The analysis and identification of different attributes of produce such as taxonomy, vendor, and organic nature is vital to verifying product authenticity in a distribution network. Though a variety of analysis techniques have been studied in the past, we present a novel data-centric approach to classifying produce attributes. We employed visible and near infrared (NIR) spectroscopy on over 75,000 samples across several fruit and vegetable varieties. This yielded 0.90-0.98 and 0.98-0.99 classification accuracies for taxonomy and farmer classes, respectively. The most significant factors in the visible spectrum were variations in the produce color due to chlorophyll and anthocyanins.
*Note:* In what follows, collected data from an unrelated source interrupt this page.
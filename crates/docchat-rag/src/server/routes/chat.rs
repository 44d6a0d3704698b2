//! Chat endpoint

use axum::{extract::State, Json};
use std::time::Duration;

use crate::error::Result;
use crate::server::state::AppState;
use crate::types::{QueryRequest, QueryResponse};

/// POST /api/chat - Answer a question from the uploaded documents
pub async fn chat(
    State(state): State<AppState>,
    Json(request): Json<QueryRequest>,
) -> Result<Json<QueryResponse>> {
    tracing::info!("Chat: \"{}\"", request.message);

    let response = state
        .retriever()
        .answer(
            &request.message,
            request.top_k,
            request.timeout_secs.map(Duration::from_secs),
        )
        .await?;

    Ok(Json(response))
}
In the infrared spectrum, we observed that the varying water and sugar content levels were critical to obtaining high classification accuracies. High quality spectral data along with an optimal tuning of hyperparameters in the support vector machine (SVM) was also key to achieving high classification accuracies. In addition to demonstrating exceptional accuracies on test data, we explored insights behind the classifications, and identified the highest performing approaches using cross validation. We presented data collection guidelines, experimental design parameters, and machine learning optimization parameters for the replication of studies involving large sample sizes.
对农产品(如分类学、供应商和有机属性)的不同属性进行分析和鉴定,对于在分销网络中验证产品真实性至关重要。尽管过去已经研究了多种分析技术,但我们提出了一种新颖的数据中心方法来对农产品属性进行分类。我们对超过 75000 个样本进行了可见近红外(NIR)光谱分析,涵盖了多种水果和蔬菜品种。这分别为分类学和农民类别产生了 0.90-0.98 和 0.98-0.99 的分类精度。在可见光谱中,最重要的因素是由于叶绿素和花青素导致的农产品颜色变化。在红外光谱中,我们观察到,获得高分类精度的关键是不断变化的水和糖含量水平。高质量的光谱数据以及支持向量机(SVM)中超参数的最佳调整,也是实现高精度分类的关键。除了在测试数据上展示出色的精度外,我们还探讨了分类背后的见解,并使用交叉验证确定了表现最佳的方法。我们为涉及大样本量的研究提供了数据收集指南、实验设计参数和机器学习优化参数。